Full Length Research Paper

Measuring business-to-business customer service: A structural re-examination of the INDSERV scale

Gregory John Lee
Wits Business School, University of the Witwatersrand, Johannesburg, South Africa.
Email: [email protected]

  •  Accepted: 16 December 2010
  •  Published: 18 April 2011

Abstract

 

Theory and empirical evidence suggest that the dimensions of business-to-business customer service differ to individual service. In response, Gounaris (2005a; b) developed the INDSERV business-to-business customer service scale, the sub-scales of which are potential quality, hard process quality, soft process quality and outcome quality.
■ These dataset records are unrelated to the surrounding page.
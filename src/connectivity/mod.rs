//! Connectivity repair.
//!
//! Finds the connected components of the main-chamber graph and bridges
//! them into one network. Each bridge joins the closest pair of chambers
//! between the largest component and another one, then the two components
//! merge in place.

pub mod graph;

pub use graph::ConnectivityGraph;

use std::time::Instant;

use glam::Vec3;
use serde::{Deserialize, Serialize};

use crate::features::{FeatureId, FeatureRegistry, PassageKind};
use crate::generation::config::ConnectivityConfig;
use crate::voxel::{CarveOp, Shape};

/// Outcome of one analysis run
#[derive(Clone, Debug, Default, PartialEq, Eq, Serialize, Deserialize)]
pub struct AnalysisReport {
    pub initial_components: usize,
    pub final_components: usize,
    pub bridges: usize,
    pub iterations: usize,
    /// Stopped on the iteration or time cap with more components than allowed
    pub partial: bool,
}

pub struct ConnectivityAnalyzer<'a> {
    config: &'a ConnectivityConfig,
}

impl<'a> ConnectivityAnalyzer<'a> {
    pub fn new(config: &'a ConnectivityConfig) -> Self {
        Self { config }
    }

    /// Bridge components until at most `1 + max_isolated_components` remain.
    ///
    /// New bridges are registered as `Bridge` passages; their carve
    /// operations are returned in creation order.
    ///
    /// # Arguments
    /// * `registry` - Feature registry, extended with bridge passages
    /// * `deadline` - Stop bridging once this instant passes
    pub fn analyze(
        &self,
        registry: &mut FeatureRegistry,
        deadline: Option<Instant>,
    ) -> (AnalysisReport, Vec<CarveOp>) {
        let mut graph = ConnectivityGraph::build(registry);
        // (discovery index, members)
        let mut groups: Vec<(usize, Vec<FeatureId>)> =
            graph.components().into_iter().enumerate().collect();

        let mut report = AnalysisReport {
            initial_components: groups.len(),
            ..Default::default()
        };
        let mut ops = Vec::new();
        let allowed = 1 + self.config.max_isolated_components as usize;

        if !self.config.ensure_connectivity {
            report.final_components = groups.len();
            return (report, ops);
        }

        let cap = (self.config.max_iterations as usize)
            .min(report.initial_components.saturating_sub(1));

        while groups.len() > allowed {
            if report.iterations >= cap {
                break;
            }
            if deadline.is_some_and(|d| Instant::now() >= d) {
                log::warn!("connectivity repair hit the time budget");
                break;
            }
            report.iterations += 1;

            let anchor = largest_group(&groups);
            let Some(target) = next_target(&groups, anchor) else {
                break;
            };
            let Some((a, b, distance)) = closest_pair(registry, &groups[target].1, &groups[anchor].1)
            else {
                log::warn!("component {} has no placed chambers, cannot bridge", groups[target].0);
                break;
            };

            if distance > f32::EPSILON {
                let (pa, pb) = match (registry.chamber(a), registry.chamber(b)) {
                    (Some(ca), Some(cb)) => (ca.center, cb.center),
                    _ => break,
                };
                let width = self.config.bridge_width;
                let id = registry.add_passage(vec![pa, pb], width, Some(a), Some(b), PassageKind::Bridge);
                ops.push(CarveOp::carve(Shape::tube(vec![pa, pb], width * 0.5), "bridge").owned_by(id));
                report.bridges += 1;
                log::debug!("bridge {} joins {} and {} ({:.1} units)", id, a, b, distance);
            }
            graph.add_edge(a, b);

            let merged = groups.remove(target).1;
            let anchor = if target < anchor { anchor - 1 } else { anchor };
            groups[anchor].1.extend(merged);
            groups[anchor].1.sort();
        }

        report.final_components = groups.len();
        if groups.len() > allowed {
            report.partial = true;
            log::warn!(
                "accepting partial connectivity: {} components remain (allowed {})",
                groups.len(),
                allowed
            );
        }
        log::info!(
            "connectivity: {} -> {} components, {} bridges",
            report.initial_components,
            report.final_components,
            report.bridges
        );
        (report, ops)
    }
}

/// Largest component; ties go to the earlier discovery index
fn largest_group(groups: &[(usize, Vec<FeatureId>)]) -> usize {
    let mut best = 0;
    for (i, group) in groups.iter().enumerate() {
        let current = &groups[best];
        if group.1.len() > current.1.len() || (group.1.len() == current.1.len() && group.0 < current.0) {
            best = i;
        }
    }
    best
}

/// Next component to attach: largest first, ties by discovery index
fn next_target(groups: &[(usize, Vec<FeatureId>)], anchor: usize) -> Option<usize> {
    groups
        .iter()
        .enumerate()
        .filter(|(i, _)| *i != anchor)
        .min_by(|(_, a), (_, b)| b.1.len().cmp(&a.1.len()).then(a.0.cmp(&b.0)))
        .map(|(i, _)| i)
}

/// Closest chamber pair between two components by center distance.
/// Ties go to the lower isolated ID, then the lower anchor ID.
fn closest_pair(
    registry: &FeatureRegistry,
    isolated: &[FeatureId],
    anchor: &[FeatureId],
) -> Option<(FeatureId, FeatureId, f32)> {
    let centers = |ids: &[FeatureId]| -> Vec<(FeatureId, Vec3)> {
        ids.iter()
            .filter_map(|id| registry.chamber(*id).map(|c| (*id, c.center)))
            .collect()
    };
    let anchor = centers(anchor);
    let mut best: Option<(FeatureId, FeatureId, f32)> = None;
    for (ia, pa) in centers(isolated) {
        for &(ib, pb) in &anchor {
            let d = pa.distance(pb);
            let better = match best {
                None => true,
                Some((ba, bb, bd)) => d < bd || (d == bd && (ia, ib) < (ba, bb)),
            };
            if better {
                best = Some((ia, ib, d));
            }
        }
    }
    best
}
INDSERV seems to be a valid and superior scale for business-to-business settings. However, Gounaris treats the four internal dimensions as indicators of a single latent “B2B service” factor. This paper argues that researchers should model the INDSERV dimensions as a process, rather with potential quality being an antecedent of hard and soft process quality, and all three being antecedents of outcome quality. This argument is tested through structural equation tests both of original Gounaris (2005c) covariances and a new dataset from 170 supply dyads in South Africa. The results generally support the alternate conception of business-to-business customer service. Modelling customer service in this way allows more complex and interesting model generation. Allowing direct relationships between the indicators of INDSERV, and differential relationships of these with other variables, allows for broader hypothesis development and therefore greater expansion of the theory. Various implications arise for marketing and other practices and researches.

 

Key words: Business-to-business customer service, B2B, INDSERV, structural equation modelling, South Africa.